The people employed in these jobs are on college campuses but not as students. They are adjunct instructors, instructors who teach part-time and colleges across the nation rely on them every year so they can offer a variety of courses and keep their classrooms full.
Technically, adjunct instructors do not work full-time for the institutions that employ them; therefore they are not eligible for the higher salary and benefits their full-time counterparts receive.
There are approximately 500,000 adjunct instructors employed by higher-education institutes around the country, according to Keith Hoeller, cofounder of the Washington PartTime Faculty Association and member of the American Association of University Professors.
Hoeller and other adjunct instructors across the country, in- cluding Doug Collins and Dana Rush, two adjunct professors in Washington, have started a fight for equal treatment for adjuncts; their argument is they do an equal amount of work as their full-time, tenured counterparts, so they should receive equal treatment.
In any other profession, two people doing the same job would be paid the same without question, Collins said. “For some reason, in academia, [unequal pay] is tolerated.
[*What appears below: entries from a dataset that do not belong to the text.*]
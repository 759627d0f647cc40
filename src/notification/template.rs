//! 消息模板模块
//!
//! 根据检测结果渲染短信内容

use crate::config::{CheckTarget, TemplateConfig};
use crate::error::NotificationError;
use crate::health::CheckOutcome;
use handlebars::Handlebars;
use serde_json::json;
use tracing::warn;

/// 消息模板trait
pub trait MessageTemplate: Send + Sync {
    /// 渲染短信内容
    ///
    /// # 参数
    /// * `outcome` - 检测结果
    /// * `target` - 检测目标
    ///
    /// # 返回
    /// * `Result<String, NotificationError>` - 渲染后的消息
    fn render(&self, outcome: &CheckOutcome, target: &CheckTarget)
        -> Result<String, NotificationError>;
}

/// 内置文案
///
/// 请求失败时直接使用传输错误的描述
#[derive(Debug, Clone, Copy, Default)]
pub struct DefaultTemplate;

impl DefaultTemplate {
    pub fn message(outcome: &CheckOutcome) -> String {
        match outcome {
            CheckOutcome::TransportFailure { error } => error.clone(),
            CheckOutcome::UnexpectedStatus { status_code, url } => {
                format!("Incorrect status code received from {}: {}", url, status_code)
            }
            CheckOutcome::Success { url } => {
                format!("Health check successfully completed for {}", url)
            }
        }
    }
}

impl MessageTemplate for DefaultTemplate {
    fn render(
        &self,
        outcome: &CheckOutcome,
        _target: &CheckTarget,
    ) -> Result<String, NotificationError> {
        Ok(Self::message(outcome))
    }
}

/// Handlebars模板
///
/// 可用变量：`url`、`status_code`、`expected_status`、`error`。
/// 未配置覆盖的结果类型使用内置文案。
pub struct HandlebarsTemplate {
    registry: Handlebars<'static>,
}

impl HandlebarsTemplate {
    /// 编译配置中的模板
    ///
    /// # 参数
    /// * `config` - 模板覆盖配置
    ///
    /// # 返回
    /// * `Result<Self, NotificationError>` - 任一模板语法错误都会失败
    pub fn new(config: &TemplateConfig) -> Result<Self, NotificationError> {
        let mut registry = Handlebars::new();
        // 短信是纯文本，不做HTML转义
        registry.register_escape_fn(handlebars::no_escape);

        let templates = [
            ("transport_failure", &config.transport_failure),
            ("unexpected_status", &config.unexpected_status),
            ("success", &config.success),
        ];

        for (name, template) in templates {
            if let Some(template) = template {
                registry
                    .register_template_string(name, template)
                    .map_err(|e| NotificationError::Template(format!("{}: {}", name, e)))?;
            }
        }

        Ok(Self { registry })
    }
}

impl MessageTemplate for HandlebarsTemplate {
    fn render(
        &self,
        outcome: &CheckOutcome,
        target: &CheckTarget,
    ) -> Result<String, NotificationError> {
        let name = outcome.label();
        if !self.registry.has_template(name) {
            return Ok(DefaultTemplate::message(outcome));
        }

        let error = match outcome {
            CheckOutcome::TransportFailure { error } => Some(error.as_str()),
            _ => None,
        };
        let context = json!({
            "url": target.url,
            "status_code": outcome.status_code(),
            "expected_status": target.expected_status,
            "error": error,
        });

        self.registry
            .render(name, &context)
            .map_err(|e| NotificationError::Template(e.to_string()))
    }
}

/// 渲染短信内容，自定义模板渲染失败时退回内置文案
pub fn render_or_default(
    template: &dyn MessageTemplate,
    outcome: &CheckOutcome,
    target: &CheckTarget,
) -> String {
    match template.render(outcome, target) {
        Ok(message) => message,
        Err(e) => {
            warn!("短信模板渲染失败，使用内置文案: {}", e);
            DefaultTemplate::message(outcome)
        }
    }
}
We do the same work as our colleagues but we do not get equally compensated.”
When Collins first started teaching as an adjunct, he says it did not take long for him to realize that the union did not have his best interest in mind. When it comes to the full-time, tenured faculty’s interests over the interests of adjuncts, “nine times out of 10 the union will come down on the side of the full-timers,” he said.
Rush agreed, citing the union as the major roadblock in the way of better treatment for adjuncts.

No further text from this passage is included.